Shawn's mouth fell open. “What? Why?"

Lassiter opened the hall closet and pulled out a rollerboard suitcase. "If you pack now,” he pushed the suitcase into Shawn's hands with a little more force than was strictly necessary, "you can get a flight tonight."

"What the hell, Lassie." Shawn put the suitcase down with a thud. "Why do you want me out of town all of a sudden?"

“Just—" Lassiter took a deep breath. "Trust me, Shawn. I need the two of you somewhere safe.” 

Shawn narrowed his eyes. "Safe, or just out of your way?"

"You're the one—“ Lassiter pointed at the front door. "I'm not kissing women on the front porch!"

"No, you're—“ Shawn broke off and glared at Lassiter. "I'm not explaining myself again."

"Fine. Whatever. Just stop...auditioning mothers for Charlotte or whatever it is you think you're doing." Lassiter closed the closet door and stalked toward the bedroom, loosening his tie as he walked. "And if you're going to be playing casting couch with every attractive woman that comes along we can just forget this whole relationship thing."

“I am _not_ cheating on you," Shawn called from behind him. "Cross my eyes and hope to die.”

“Right,” Lassiter muttered. Louder, he said, “Just pack a bag. I'll drive the two of you to the airport.”

“Why are you being so unreasonable?” Shawn came into the bedroom dragging the suitcase. He threw it on the bed.

Lassiter pulled away. “Shawn, your grasp on reasonable is slippery at best. You'd have better odds wrestling a greased otter.”

“I'll have you know I have _extensive_ otter wrestling experience from my cruise ship days.” He crossed his arms. “ _I_ haven't disappeared overnight leaving you curled up in a tight little ball of worry.”

“Last month, between 8:15 a.m. on Friday the seventh and 9:45 p.m. on Saturday the eighth.”

Shawn threw his hands in the air. “That wasn't disappearing. Gus and I went to the Lego exhibit in San Leandro. You knew that.”

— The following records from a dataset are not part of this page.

//! Message transport to the indexing service.
//!
//! On Windows a request is copied into the service process with a blocking
//! `SendMessageW(WM_COPYDATA)`; the service answers with its own `WM_COPYDATA`
//! to a hidden reply window owned by this process. The send primitive has no
//! timeout, so it runs on a worker thread raced against the caller's deadline.

use std::sync::mpsc::{self, Receiver, Sender};
use std::sync::Mutex;
use std::time::{Duration, Instant};

use crate::ipc::codec::{peek_reply_token, peek_request_token};
use crate::ipc::locator::Endpoint;
use crate::{QixError, Result};

/// Delivers encoded requests and returns the raw reply.
pub trait Transport: Send + Sync {
    /// Deliver `request` to `endpoint` and block until the correlated reply
    /// arrives or `timeout` elapses.
    ///
    /// # Errors
    /// `Timeout`, `EndpointLost` when the target no longer exists, or
    /// `Transport` for other delivery failures.
    fn send(&self, endpoint: Endpoint, request: &[u8], timeout: Duration) -> Result<Vec<u8>>;

    /// Send a scalar command and return the service's 32-bit answer.
    fn command(&self, endpoint: Endpoint, command: u32, param: usize, timeout: Duration)
        -> Result<u32>;
}

/// Run blocking `work` on its own thread and wait at most `timeout` for it.
///
/// On timeout the worker is abandoned: it keeps running until the blocking
/// call returns, and its result is dropped.
pub fn run_with_deadline<T, F>(timeout: Duration, work: F) -> Result<T>
where
    T: Send + 'static,
    F: FnOnce() -> Result<T> + Send + 'static,
{
    let (tx, rx) = mpsc::channel();
    std::thread::Builder::new()
        .name("qix-send".to_string())
        .spawn(move || {
            // Receiver is gone if the caller already timed out
            let _ = tx.send(work());
        })?;

    match rx.recv_timeout(timeout) {
        Ok(result) => result,
        Err(mpsc::RecvTimeoutError::Timeout) => {
            tracing::warn!("No answer within {:?}, abandoning blocked send", timeout);
            Err(QixError::Timeout(timeout))
        }
        Err(mpsc::RecvTimeoutError::Disconnected) => {
            Err(QixError::Transport("Send worker exited without a result".to_string()))
        }
    }
}

/// Incoming reply payloads, matched to requests by correlation token.
///
/// Replies that answer an earlier, timed-out exchange can still arrive. They
/// are drained before the next request goes out and skipped while waiting.
pub struct ReplyQueue {
    replies: Mutex<Receiver<Vec<u8>>>,
}

impl ReplyQueue {
    /// Queue plus the sender the reply window pushes payloads into.
    pub fn channel() -> (Sender<Vec<u8>>, Self) {
        let (tx, rx) = mpsc::channel();
        (
            tx,
            Self {
                replies: Mutex::new(rx),
            },
        )
    }

    /// Run `deliver` for `request`, then wait until `timeout` for the reply
    /// carrying the request's token.
    ///
    /// The queue stays locked for the whole exchange.
    pub fn exchange<F>(&self, request: &[u8], timeout: Duration, deliver: F) -> Result<Vec<u8>>
    where
        F: FnOnce() -> Result<()>,
    {
        let token = peek_request_token(request)
            .ok_or_else(|| QixError::Transport("Request has no header".to_string()))?;
        let deadline = Instant::now() + timeout;

        let replies = self
            .replies
            .lock()
            .map_err(|_| QixError::Transport("Reply queue lock poisoned".to_string()))?;

        while let Ok(stale) = replies.try_recv() {
            tracing::debug!("Draining stale reply ({} bytes)", stale.len());
        }

        deliver()?;

        loop {
            let remaining = deadline.saturating_duration_since(Instant::now());
            match replies.recv_timeout(remaining) {
                Ok(reply) if peek_reply_token(&reply) == Some(token) => return Ok(reply),
                Ok(other) => {
                    tracing::warn!(
                        "Discarding reply for another request ({} bytes)",
                        other.len()
                    );
                }
                Err(mpsc::RecvTimeoutError::Timeout) => return Err(QixError::Timeout(timeout)),
                Err(mpsc::RecvTimeoutError::Disconnected) => {
                    return Err(QixError::Transport("Reply window closed".to_string()));
                }
            }
        }
    }
}

/// Encode a string as a NUL-terminated wide string.
#[cfg(windows)]
pub(crate) fn to_wide(s: &str) -> Vec<u16> {
    use std::ffi::OsStr;
    use std::os::windows::ffi::OsStrExt;

    OsStr::new(s)
        .encode_wide()
        .chain(std::iter::once(0))
        .collect()
}

#[cfg(windows)]
pub use windows_impl::WindowTransport;

#[cfg(windows)]
mod windows_impl {
    use std::collections::HashMap;
    use std::sync::mpsc::{self, Sender};
    use std::sync::{Mutex, OnceLock};
    use std::thread::JoinHandle;
    use std::time::Duration;

    use windows::core::PCWSTR;
    use windows::Win32::Foundation::{HWND, LPARAM, LRESULT, WPARAM};
    use windows::Win32::System::DataExchange::COPYDATASTRUCT;
    use windows::Win32::System::LibraryLoader::GetModuleHandleW;
    use windows::Win32::UI::WindowsAndMessaging::{
        CreateWindowExW, DefWindowProcW, DestroyWindow, DispatchMessageW, GetMessageW, IsWindow,
        PostMessageW, PostQuitMessage, RegisterClassW, SendMessageW, TranslateMessage,
        HWND_MESSAGE, MSG, WINDOW_EX_STYLE, WINDOW_STYLE, WM_CLOSE, WM_COPYDATA, WM_DESTROY,
        WM_USER, WNDCLASSW,
    };

    use super::{run_with_deadline, to_wide, ReplyQueue, Transport};
    use crate::ipc::locator::Endpoint;
    use crate::ipc::protocol::{COPYDATA_QUERY, COPYDATA_REPLY, MAX_REPLY_SIZE};
    use crate::{QixError, Result};

    const REPLY_WINDOW_CLASS: &str = "QIX_CLIENT_REPLY";

    /// Reply windows and where their incoming payloads go.
    static REPLY_ROUTES: OnceLock<Mutex<HashMap<isize, Sender<Vec<u8>>>>> = OnceLock::new();

    fn routes() -> &'static Mutex<HashMap<isize, Sender<Vec<u8>>>> {
        REPLY_ROUTES.get_or_init(|| Mutex::new(HashMap::new()))
    }

    unsafe extern "system" fn wnd_proc(
        hwnd: HWND,
        msg: u32,
        wparam: WPARAM,
        lparam: LPARAM,
    ) -> LRESULT {
        match msg {
            WM_COPYDATA => {
                if lparam.0 == 0 {
                    return LRESULT(0);
                }
                let copydata = &*(lparam.0 as *const COPYDATASTRUCT);
                if copydata.dwData != COPYDATA_REPLY {
                    tracing::debug!("Ignoring WM_COPYDATA with tag {:#x}", copydata.dwData);
                    return LRESULT(0);
                }
                let len = copydata.cbData as usize;
                if len > MAX_REPLY_SIZE || (len > 0 && copydata.lpData.is_null()) {
                    tracing::warn!("Dropping unusable reply of {} bytes", len);
                    return LRESULT(0);
                }
                // The service's buffer is only valid for the duration of this call
                let payload = if len == 0 {
                    Vec::new()
                } else {
                    std::slice::from_raw_parts(copydata.lpData as *const u8, len).to_vec()
                };

                let routes = routes().lock().unwrap_or_else(|e| e.into_inner());
                match routes.get(&(hwnd.0 as isize)) {
                    Some(tx) => {
                        let _ = tx.send(payload);
                        LRESULT(1)
                    }
                    None => LRESULT(0),
                }
            }
            WM_DESTROY => {
                PostQuitMessage(0);
                LRESULT(0)
            }
            _ => DefWindowProcW(hwnd, msg, wparam, lparam),
        }
    }

    /// Create the hidden reply window and pump its messages until closed.
    fn reply_window_loop(ready: Sender<Result<isize>>, replies: Sender<Vec<u8>>) {
        let class_name = to_wide(REPLY_WINDOW_CLASS);
        let instance = unsafe { GetModuleHandleW(None).unwrap_or_default() };

        let wc = WNDCLASSW {
            lpfnWndProc: Some(wnd_proc),
            hInstance: instance.into(),
            lpszClassName: PCWSTR::from_raw(class_name.as_ptr()),
            ..Default::default()
        };
        // Fails harmlessly when another transport already registered the class
        let _ = unsafe { RegisterClassW(&wc) };

        let hwnd = unsafe {
            CreateWindowExW(
                WINDOW_EX_STYLE::default(),
                PCWSTR::from_raw(class_name.as_ptr()),
                PCWSTR::null(),
                WINDOW_STYLE::default(),
                0, 0, 0, 0,
                Some(HWND_MESSAGE),
                None,
                Some(wc.hInstance),
                None,
            )
        };
        let hwnd = match hwnd {
            Ok(h) if !h.is_invalid() => h,
            Ok(_) => {
                let _ = ready.send(Err(QixError::Transport(
                    "Reply window handle is invalid".to_string(),
                )));
                return;
            }
            Err(e) => {
                let _ = ready.send(Err(QixError::Transport(format!(
                    "Failed to create reply window: {}",
                    e
                ))));
                return;
            }
        };

        let key = hwnd.0 as isize;
        routes()
            .lock()
            .unwrap_or_else(|e| e.into_inner())
            .insert(key, replies);
        let _ = ready.send(Ok(key));
        tracing::debug!("Reply window {:#x} ready", key);

        let mut msg = MSG::default();
        loop {
            let result = unsafe { GetMessageW(&mut msg, None, 0, 0) };
            // 0 = WM_QUIT, -1 = error
            if result.0 <= 0 {
                break;
            }
            unsafe {
                let _ = TranslateMessage(&msg);
                DispatchMessageW(&msg);
            }
        }

        routes().lock().unwrap_or_else(|e| e.into_inner()).remove(&key);
        unsafe {
            let _ = DestroyWindow(hwnd);
        }
        tracing::debug!("Reply window {:#x} closed", key);
    }

    fn window_exists(raw: isize) -> bool {
        unsafe { IsWindow(Some(HWND(raw as *mut _))).as_bool() }
    }

    /// Window-message transport with its own reply window.
    pub struct WindowTransport {
        reply_hwnd: isize,
        replies: ReplyQueue,
        thread: Option<JoinHandle<()>>,
    }

    impl WindowTransport {
        /// Start the reply window thread.
        ///
        /// # Errors
        /// Returns `Transport` if the window cannot be created, or `Io` if
        /// its thread cannot be spawned.
        pub fn new() -> Result<Self> {
            let (ready_tx, ready_rx) = mpsc::channel();
            let (reply_tx, replies) = ReplyQueue::channel();

            let thread = std::thread::Builder::new()
                .name("qix-reply-window".to_string())
                .spawn(move || reply_window_loop(ready_tx, reply_tx))?;

            let reply_hwnd = ready_rx
                .recv()
                .map_err(|_| QixError::Transport("Reply thread exited during startup".to_string()))??;

            Ok(Self {
                reply_hwnd,
                replies,
                thread: Some(thread),
            })
        }
    }

    impl Transport for WindowTransport {
        fn send(&self, endpoint: Endpoint, request: &[u8], timeout: Duration) -> Result<Vec<u8>> {
            let target = endpoint.raw();
            let reply_hwnd = self.reply_hwnd;
            let payload = request.to_vec();
            self.replies.exchange(request, timeout, move || {
                run_with_deadline(timeout, move || {
                    if !window_exists(target) {
                        return Err(QixError::EndpointLost(format!(
                            "Service window {:#x} no longer exists",
                            target
                        )));
                    }
                    let copydata = COPYDATASTRUCT {
                        dwData: COPYDATA_QUERY,
                        cbData: payload.len() as u32,
                        lpData: payload.as_ptr() as *mut _,
                    };
                    let accepted = unsafe {
                        SendMessageW(
                            HWND(target as *mut _),
                            WM_COPYDATA,
                            Some(WPARAM(reply_hwnd as usize)),
                            Some(LPARAM(&copydata as *const COPYDATASTRUCT as isize)),
                        )
                    };
                    if accepted.0 != 0 {
                        Ok(())
                    } else if !window_exists(target) {
                        Err(QixError::EndpointLost(format!(
                            "Service window {:#x} closed during delivery",
                            target
                        )))
                    } else {
                        Err(QixError::Transport("Service refused the request".to_string()))
                    }
                })
            })
        }

        fn command(
            &self,
            endpoint: Endpoint,
            command: u32,
            param: usize,
            timeout: Duration,
        ) -> Result<u32> {
            let target = endpoint.raw();
            run_with_deadline(timeout, move || {
                if !window_exists(target) {
                    return Err(QixError::EndpointLost(format!(
                        "Service window {:#x} no longer exists",
                        target
                    )));
                }
                let answer = unsafe {
                    SendMessageW(
                        HWND(target as *mut _),
                        WM_USER,
                        Some(WPARAM(command as usize)),
                        Some(LPARAM(param as isize)),
                    )
                };
                if answer.0 == 0 && !window_exists(target) {
                    return Err(QixError::EndpointLost(format!(
                        "Service window {:#x} closed during command {}",
                        target, command
                    )));
                }
                Ok(answer.0 as u32)
            })
        }
    }

    impl Drop for WindowTransport {
        fn drop(&mut self) {
            unsafe {
                let _ = PostMessageW(
                    Some(HWND(self.reply_hwnd as *mut _)),
                    WM_CLOSE,
                    WPARAM(0),
                    LPARAM(0),
                );
            }
            if let Some(handle) = self.thread.take() {
                if handle.join().is_err() {
                    tracing::error!("Reply window thread panicked");
                }
            }
        }
    }
}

Lassiter snorted. “And you expect me to believe that? Now? After what I just saw?” He’d been a fool. For all he knew Shawn and that woman could have been hooking up for months. 

“It was the largest Lego exhibit in Northern California." Shawn's voice got louder. "They had an entire cityscape with a working rail system. You know how Gus loves trains. Plus, hello! Lego!”

“If you've been faithful,” Lassiter said, his patience stretched to the breaking point, “it's only because you've lacked opportunity.”

"First of all," Shawn snapped, "I've had _lots_ of opportunity. Babies are like catnip for women. Secondly—" He held up an imaginary cell phone and put it to his ear. "Hello, pot? This is kettle."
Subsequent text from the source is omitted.